When the cardboard parts in the booklet are cut out and assembled the result is an amusing ‘Mexican Peck’ when the handle is turned. The Mexican Peck is defined as the rippling effect produced when successive waves of chickens peck at the harsh baked earth in search of morsels of food. Copyright Rob Ives/Flying Pig 1999-2001.

The design is apparently based on a Spanish vintage tin plate clockwork toy from 1933 called ‘Estudiant’ (Student). When the student is wound up he rushes along in an erratic manner carrying his suitcases. John Davenport has fond boyhood memories of an earlier version of this toy belonging to his grandparents at Ivydene, the Davenport family home in Kent.

To get this man to perform, you need to hold him as you would a pair of scissors and move the legs in and out. As you do this, the man repeatedly raises his hat and smiles broadly. There is a sample label attached to the figure with the number 133/2. The style of this suggests that the item was made in Germany, a country well known for its tin toys.

This is a very cleverly designed tinplate figure. You need to hold the figure as you would a pair of scissors and move the legs in and out. As you do this the figure first picks up an egg from the basket and then lifts its arm up to its mouth. The egg is placed in the figure’s mouth as it opens its eyes. As the figure drops its now empty arm, the egg vanishes from its mouth as its eyes close again. The movements then repeat. The illustrations include one of the back of the figure, revealing that the mechanism is both clever and simple.

Made by Timberkits, UK. The automaton is a wooden kit for home assembly. Each time the handle is turned the dragon lunges forward and opens its mouth. This was a gift to John and Anne Davenport from Cambridge magician Tony Middleton in 2021. Tony assembled and painted the kit, making use of modelling clay to make the shape more dragon-like.

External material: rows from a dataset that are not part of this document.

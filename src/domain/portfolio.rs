//! Per-cycle portfolio read model.

use serde::Serialize;
use std::collections::BTreeSet;

use super::position::Position;

/// Derived from the gateway snapshot at the start of every cycle and
/// discarded at its end. Within a cycle it is only replaced, never mutated,
/// so each ticker sees the slots and buying power claimed by earlier ones.
#[derive(Debug, Clone, PartialEq, Serialize)]
pub struct PortfolioState {
    pub equity: f64,
    pub buying_power: f64,
    pub realized_pnl: f64,
    /// High-water mark of equity over the process lifetime.
    pub peak_equity: f64,
    pub positions: Vec<Position>,
    /// Tickers with an entry order in flight but no position yet.
    pub pending_entries: BTreeSet<String>,
    pub entries_halted: bool,
}

impl PortfolioState {
    pub fn new(equity: f64, buying_power: f64, peak_equity: f64) -> Self {
        PortfolioState {
            equity,
            buying_power,
            realized_pnl: 0.0,
            peak_equity: peak_equity.max(equity),
            positions: Vec::new(),
            pending_entries: BTreeSet::new(),
            entries_halted: false,
        }
    }

    /// Fractional decline from the peak, 0 when at or above it.
    pub fn drawdown(&self) -> f64 {
        if self.peak_equity <= 0.0 {
            return 0.0;
        }
        ((self.peak_equity - self.equity) / self.peak_equity).max(0.0)
    }

    pub fn position(&self, ticker: &str) -> Option<&Position> {
        self.positions
            .iter()
            .find(|p| p.ticker == ticker && p.quantity != 0)
    }

    pub fn holds(&self, ticker: &str) -> bool {
        self.position(ticker).is_some()
    }

    pub fn has_pending_entry(&self, ticker: &str) -> bool {
        self.pending_entries.contains(ticker)
    }

    /// Held positions plus in-flight entries for tickers not yet held.
    pub fn open_count(&self) -> usize {
        let held = self.positions.iter().filter(|p| p.quantity != 0).count();
        let pending = self
            .pending_entries
            .iter()
            .filter(|t| !self.holds(t))
            .count();
        held + pending
    }

    /// Current notional of the ticker's position at `price`.
    pub fn exposure(&self, ticker: &str, price: f64) -> f64 {
        self.position(ticker)
            .map(|p| p.market_value(price))
            .unwrap_or(0.0)
    }

    /// A copy with `ticker` marked as having an entry in flight and
    /// `committed` deducted from buying power.
    pub fn with_pending_entry(&self, ticker: &str, committed: f64) -> Self {
        let mut next = self.clone();
        next.pending_entries.insert(ticker.to_string());
        next.buying_power = (next.buying_power - committed).max(0.0);
        next
    }
}

#[cfg(test)]
mod tests {
    use super::*;
    use chrono::{TimeZone, Utc};

    fn sample_position(ticker: &str, quantity: i64) -> Position {
        Position {
            ticker: ticker.into(),
            quantity,
            entry_price: 100.0,
            stop_price: 0.0,
            target_price: 0.0,
            opened_at: Utc.with_ymd_and_hms(2024, 1, 15, 15, 0, 0).unwrap(),
        }
    }

    #[test]
    fn new_state_clamps_peak() {
        let state = PortfolioState::new(120_000.0, 50_000.0, 100_000.0);
        assert_eq!(state.peak_equity, 120_000.0);
        assert_eq!(state.drawdown(), 0.0);
    }

    #[test]
    fn drawdown_from_peak() {
        let state = PortfolioState::new(80_000.0, 80_000.0, 100_000.0);
        assert!((state.drawdown() - 0.2).abs() < 1e-12);
    }

    #[test]
    fn drawdown_zero_peak() {
        let state = PortfolioState::new(0.0, 0.0, 0.0);
        assert_eq!(state.drawdown(), 0.0);
    }

    #[test]
    fn open_count_includes_pending_entries() {
        let mut state = PortfolioState::new(100_000.0, 100_000.0, 100_000.0);
        state.positions.push(sample_position("AAPL", 10));
        state.positions.push(sample_position("FLAT", 0));
        assert_eq!(state.open_count(), 1);

        let next = state.with_pending_entry("MSFT", 1000.0);
        assert_eq!(next.open_count(), 2);
        assert!(next.has_pending_entry("MSFT"));
        assert_eq!(next.buying_power, 99_000.0);

        // Unchanged original.
        assert_eq!(state.open_count(), 1);
        assert_eq!(state.buying_power, 100_000.0);
    }

    #[test]
    fn pending_entry_for_held_ticker_not_double_counted() {
        let mut state = PortfolioState::new(100_000.0, 100_000.0, 100_000.0);
        state.positions.push(sample_position("AAPL", 10));
        let next = state.with_pending_entry("AAPL", 500.0);
        assert_eq!(next.open_count(), 1);
    }

    #[test]
    fn exposure_of_held_and_unheld() {
        let mut state = PortfolioState::new(100_000.0, 100_000.0, 100_000.0);
        state.positions.push(sample_position("AAPL", -10));
        assert_eq!(state.exposure("AAPL", 150.0), 1500.0);
        assert_eq!(state.exposure("MSFT", 150.0), 0.0);
        assert!(state.holds("AAPL"));
        assert!(!state.holds("FLAT"));
    }

    #[test]
    fn buying_power_never_negative() {
        let state = PortfolioState::new(1000.0, 500.0, 1000.0);
        assert_eq!(state.with_pending_entry("X", 800.0).buying_power, 0.0);
    }
}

This was a gift from Cambridge magician and family friend Tony Middleton to John and Anne Davenport in 2015. Tony made the magician from a Timberkits kit consisting of pre-cut pieces of plain wood. Timber Kits Ltd are based in Wales. The colourful decoration and many embellishments are down to Tony’s imagination and skill. As the handle is turned, the magician looks down and covers the object on the table with his hands, turning the object from a rabbit, to a teapot, to a frog, to an apple, before repeating the cycle.

As you turn the handle, the rider gallops along on a winged horse delivering AMBROSIA U LIKE in his satchel. John Davenport assembled this from flat printed sheets which had to be cut out.

When you turn the handle, Anubis raises the pyramid to display a green scarab beetle, before the pyramid drops back on to it. As you continue to turn the handle, the pyramid is lifted again to reveal the scarab beetle on its back – obviously dead. Anubis replaces the pyramid and, as you turn the handle again, the pyramid is lifted to reveal the beetle wrapped in white bandages. The cycle then repeats.

A special edition miniature version of Pierre Mayer’s magic automata. The quick change artist Valerie disappears behind her parasol, and her dress changes from red to black and back again. This was a gift from John & Anne Davenport to Tony Middleton for his 70th birthday. It also recognised all the help Tony had been giving on restoring automata in the Davenport Collection. It is included on this website with Tony’s permission.